I’ve been looking at dual extrusion options for soluble support, and I came across this project from 3 years ago.

I know the bnc3d sigma machine has recently released using a similar setup but with catch cups instead of blocking mechanisms, but this seems like an ideal solution to me for dual extruders. If this design was done well with an enclosed build volume, wouldn’t that be a great solution for printing abs with hips support structures?

It is a great solution but the demand isn’t really there for a consumer version, if that’s what you’re asking. Getting perfect prints with a single extruder is difficult enough for 99% of users. I would say that just about anyone who is capable of operating this kind of set up effectively, can and has built one or some variation on their own or made the appropriate modifications to an existing machine.

The reason is still quality issues when dealing with dual extrusion. I am still waiting for the Zortrax’s Inventure. Which can print soluble supports but only uses one nozzle dual feed set up.

A mixing nozzle is really only good for multi color of the same material. Because of contamination and different extrusion temperatures single nozzle solutions are almost useless for multi material, at least in my experience.
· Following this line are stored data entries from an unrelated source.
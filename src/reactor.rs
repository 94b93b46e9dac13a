// src/reactor.rs
use std::collections::HashMap;
use std::sync::atomic::{AtomicBool, Ordering};
use std::sync::{Arc, Mutex};
use std::time::{Duration, Instant};

use crate::config::ServerConf;
use crate::conn::{Connection, FdGuard, RawFd, StepKind, StepOutcome};
use crate::error::EngineResult;
use crate::metrics::EngineMetrics;
use crate::pool::ThreadPool;
use crate::router::Router;
use crate::syscalls::{
    self, EPOLLERR, EPOLLHUP, EPOLLIN, EPOLLOUT, EPOLLRDHUP, Epoll, epoll_event,
};
use crate::timer::TimerManager;

/// Token reserved for the wake pipe; connection tokens are their fds.
const WAKE_TOKEN: u64 = u64::MAX;

/// A finished parse/respond step coming back from the pool.
pub struct Completion {
    pub fd: RawFd,
    pub conn: Connection,
    pub outcome: StepOutcome,
}

/// Connection table slot. `Dealing` means the connection is owned by an
/// in-flight task; nothing else may touch it until the completion is
/// applied, which is how "at most one task per connection" is enforced
/// structurally rather than with a lock.
enum Slot {
    Ready(Connection),
    Dealing { close_on_done: bool },
}

struct Inbox {
    new_socks: Vec<FdGuard>,
    completions: Vec<Completion>,
    stop: bool,
}

struct HandleShared {
    inbox: Mutex<Inbox>,
    wake_fd: FdGuard,
}

/// Cross-thread entry point into a reactor: a mutex-protected pending
/// list plus a byte-oriented wake signal. Only the reactor thread itself
/// ever mutates its multiplexer registrations.
#[derive(Clone)]
pub struct ReactorHandle {
    shared: Arc<HandleShared>,
}

impl ReactorHandle {
    /// Hand a freshly accepted socket to this reactor.
    pub fn push_conn(&self, sock: FdGuard) {
        self.shared.inbox.lock().unwrap().new_socks.push(sock);
        syscalls::send_wake(self.shared.wake_fd.raw());
    }

    /// Return a connection from a finished task.
    pub fn push_completion(&self, completion: Completion) {
        self.shared
            .inbox
            .lock()
            .unwrap()
            .completions
            .push(completion);
        syscalls::send_wake(self.shared.wake_fd.raw());
    }

    /// Ask the reactor to drain in-flight work and exit.
    pub fn stop(&self) {
        self.shared.inbox.lock().unwrap().stop = true;
        syscalls::send_wake(self.shared.wake_fd.raw());
    }
}

/// Single-threaded event loop: one epoll instance, the connections it
/// exclusively owns, and their idle deadlines. Ready events dispatch the
/// connection into the shared pool; one-shot interest keeps the socket
/// silent until the completion re-arms it.
pub struct Reactor {
    id: usize,
    epoll: Epoll,
    wake_rx: FdGuard,
    handle: ReactorHandle,
    table: HashMap<RawFd, Slot>,
    timers: TimerManager,
    conf: Arc<ServerConf>,
    router: Arc<Router>,
    pool: ThreadPool,
    metrics: Arc<EngineMetrics>,
    dealing: usize,
    stopping: bool,
}

impl Reactor {
    pub fn new(
        id: usize,
        conf: Arc<ServerConf>,
        router: Arc<Router>,
        pool: ThreadPool,
        metrics: Arc<EngineMetrics>,
    ) -> EngineResult<(Self, ReactorHandle)> {
        let epoll = Epoll::new()?;
        let (rx, tx) = syscalls::create_wake_pipe()?;
        let wake_rx = FdGuard::new(rx);
        let wake_tx = FdGuard::new(tx);
        epoll.add(wake_rx.raw(), WAKE_TOKEN, EPOLLIN, false, false)?;

        let handle = ReactorHandle {
            shared: Arc::new(HandleShared {
                inbox: Mutex::new(Inbox {
                    new_socks: Vec::new(),
                    completions: Vec::new(),
                    stop: false,
                }),
                wake_fd: wake_tx,
            }),
        };

        let reactor = Self {
            id,
            epoll,
            wake_rx,
            handle: handle.clone(),
            table: HashMap::new(),
            timers: TimerManager::new(),
            conf,
            router,
            pool,
            metrics,
            dealing: 0,
            stopping: false,
        };

        Ok((reactor, handle))
    }

    pub fn run(mut self, shutdown: Arc<AtomicBool>) {
        let mut events = vec![epoll_event { events: 0, u64: 0 }; self.conf.max_events];
        tracing::debug!("reactor {} entering event loop", self.id);

        loop {
            if shutdown.load(Ordering::Acquire) {
                self.stopping = true;
            }
            if self.stopping && self.dealing == 0 {
                break;
            }

            let n = match self.epoll.wait(&mut events, self.conf.wait_timeout_ms) {
                Ok(n) => n,
                Err(e) => {
                    // EINTR is absorbed by the wrapper; anything else here
                    // is a fatal multiplexer failure
                    tracing::error!("reactor {}: wait failed: {}", self.id, e);
                    break;
                }
            };

            for ev in &events[..n] {
                let token = ev.u64;
                if token == WAKE_TOKEN {
                    syscalls::drain_wake(self.wake_rx.raw());
                    self.drain_inbox();
                    continue;
                }

                let fd = token as RawFd;
                let flags = ev.events;
                if flags & (EPOLLRDHUP | EPOLLHUP | EPOLLERR) as u32 != 0 {
                    self.close_or_defer(fd);
                } else if flags & EPOLLIN as u32 != 0 {
                    self.dispatch(fd, StepKind::Read);
                } else if flags & EPOLLOUT as u32 != 0 {
                    self.dispatch(fd, StepKind::Write);
                }
            }

            self.sweep_timers();
        }

        self.teardown();
        tracing::debug!("reactor {} exited", self.id);
    }

    /// Pull everything the other threads left for us: new sockets to
    /// register, finished tasks to apply, and the stop request.
    fn drain_inbox(&mut self) {
        let (socks, completions, stop) = {
            let mut inbox = self.handle.shared.inbox.lock().unwrap();
            (
                std::mem::take(&mut inbox.new_socks),
                std::mem::take(&mut inbox.completions),
                inbox.stop,
            )
        };

        if stop {
            self.stopping = true;
        }
        for completion in completions {
            self.apply_completion(completion);
        }
        for sock in socks {
            self.register_new(sock);
        }
    }

    fn register_new(&mut self, sock: FdGuard) {
        if self.stopping {
            return; // guard drops, socket closes
        }

        let fd = sock.raw();
        match self.epoll.add(
            fd,
            fd as u64,
            EPOLLIN | EPOLLRDHUP,
            true,
            self.conf.edge_trigger_conns,
        ) {
            Ok(()) => {
                let conn = Connection::new(sock, self.conf.read_chunk_size);
                self.arm_timer(fd);
                self.table.insert(fd, Slot::Ready(conn));
                self.metrics.inc_conn();
            }
            Err(e) => {
                tracing::warn!("reactor {}: failed to register fd {}: {}", self.id, fd, e);
            }
        }
    }

    /// Move the connection out of its slot and into a pool task. While the
    /// slot is `Dealing` the fd is disarmed (one-shot), so no second
    /// dispatch can happen.
    fn dispatch(&mut self, fd: RawFd, kind: StepKind) {
        // already owned by a task, or a stale event for a gone fd
        if !matches!(self.table.get(&fd), Some(Slot::Ready(_))) {
            return;
        }
        if self.stopping {
            // draining: no new work is dispatched, idle connections go down
            self.close_now(fd);
            return;
        }
        let conn = match self.table.insert(fd, Slot::Dealing { close_on_done: false }) {
            Some(Slot::Ready(conn)) => conn,
            _ => return,
        };

        self.dealing += 1;
        let router = self.router.clone();
        let conf = self.conf.clone();
        let metrics = self.metrics.clone();
        let handle = self.handle.clone();

        let submitted = self.pool.submit(move || {
            let mut conn = conn;
            let outcome = conn.step(kind, &router, &conf, &metrics);
            handle.push_completion(Completion { fd, conn, outcome });
        });

        if submitted.is_err() {
            // pool is shutting down; the dropped closure closed the socket
            self.dealing -= 1;
            self.table.remove(&fd);
            self.timers.remove(fd);
            self.metrics.dec_conn();
        }
    }

    fn apply_completion(&mut self, completion: Completion) {
        let Completion { fd, conn, outcome } = completion;
        self.dealing = self.dealing.saturating_sub(1);

        let close_flagged = matches!(
            self.table.get(&fd),
            Some(Slot::Dealing { close_on_done: true })
        );

        if self.stopping || close_flagged || outcome == StepOutcome::Close {
            self.remove_entry(fd);
            drop(conn);
            return;
        }

        let interests = match outcome {
            StepOutcome::AwaitRead => EPOLLIN | EPOLLRDHUP,
            StepOutcome::AwaitWrite => EPOLLOUT | EPOLLRDHUP,
            StepOutcome::Close => unreachable!(),
        };

        match self
            .epoll
            .modify(fd, fd as u64, interests, true, self.conf.edge_trigger_conns)
        {
            Ok(()) => {
                self.arm_timer(fd);
                self.table.insert(fd, Slot::Ready(conn));
            }
            Err(e) => {
                tracing::warn!("reactor {}: re-arm of fd {} failed: {}", self.id, fd, e);
                self.remove_entry(fd);
                drop(conn);
            }
        }
    }

    /// Hangup/error events close idle connections immediately; a dealing
    /// connection is only flagged, because a task still owns its buffers.
    fn close_or_defer(&mut self, fd: RawFd) {
        match self.table.get_mut(&fd) {
            Some(Slot::Ready(_)) => self.close_now(fd),
            Some(Slot::Dealing { close_on_done }) => *close_on_done = true,
            None => {}
        }
    }

    fn close_now(&mut self, fd: RawFd) {
        if let Some(slot) = self.table.remove(&fd) {
            self.epoll.delete(fd).ok();
            self.timers.remove(fd);
            self.metrics.dec_conn();
            drop(slot); // Ready slot drops the fd guard, closing the socket
        }
    }

    /// Bookkeeping removal for a connection whose fd is owned elsewhere
    /// (completion path).
    fn remove_entry(&mut self, fd: RawFd) {
        self.table.remove(&fd);
        self.epoll.delete(fd).ok();
        self.timers.remove(fd);
        self.metrics.dec_conn();
    }

    fn arm_timer(&mut self, fd: RawFd) {
        let expire = Instant::now() + Duration::from_millis(self.conf.idle_timeout_ms);
        self.timers.add_or_refresh(fd, expire);
    }

    /// Reap idle connections. A connection mid-task gets a fresh window
    /// instead of being destroyed under the task's feet.
    fn sweep_timers(&mut self) {
        let expired = self.timers.sweep(Instant::now());
        for fd in expired {
            match self.table.get(&fd) {
                Some(Slot::Ready(_)) => {
                    tracing::debug!("reactor {}: idle timeout on fd {}", self.id, fd);
                    self.close_now(fd);
                }
                Some(Slot::Dealing { .. }) => self.arm_timer(fd),
                None => {}
            }
        }
    }

    fn teardown(&mut self) {
        // late completions keep their connections alive until the inbox
        // itself is dropped; everything registered here goes down now
        let fds: Vec<RawFd> = self.table.keys().copied().collect();
        for fd in fds {
            if let Some(slot) = self.table.remove(&fd) {
                if matches!(slot, Slot::Ready(_)) {
                    self.metrics.dec_conn();
                }
                self.epoll.delete(fd).ok();
                drop(slot);
            }
        }
        self.timers = TimerManager::new();
    }
}

#[cfg(test)]
mod tests {
    use super::*;

    #[test]
    fn dealing_slot_blocks_second_dispatch() {
        // the structural no-double-dispatch guarantee: once a connection
        // moves into a task, its slot no longer yields it
        let mut table: HashMap<RawFd, Slot> = HashMap::new();
        let conn = Connection::new(FdGuard::new(-1), 64);
        table.insert(5, Slot::Ready(conn));

        let first = match table.insert(5, Slot::Dealing { close_on_done: false }) {
            Some(Slot::Ready(c)) => Some(c),
            _ => None,
        };
        assert!(first.is_some());

        let second = match table.get(&5) {
            Some(Slot::Ready(_)) => true,
            _ => false,
        };
        assert!(!second, "second dispatch must see the Dealing slot");
    }
}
Also, one of the best advantages of dual extrusion is being able to use different sized nozzles for more efficient printing of large objects with fine details.

I see what your saying, I’m drawing up plans to build my on using this system. It just seems like the perfect solution to me, the only doubting niggle I had was that the idea was around 3 years old but it didn’t really go mainstream, but I guess your right if there is no mass demand, there will be no mass production, at least I’ll have something a bit unique anyway, and I’m hoping to get superb quality prints from it. I hope this doesn’t turn out to be one of those projects where it would just be cheaper to fork out for an sls machine in the first place!!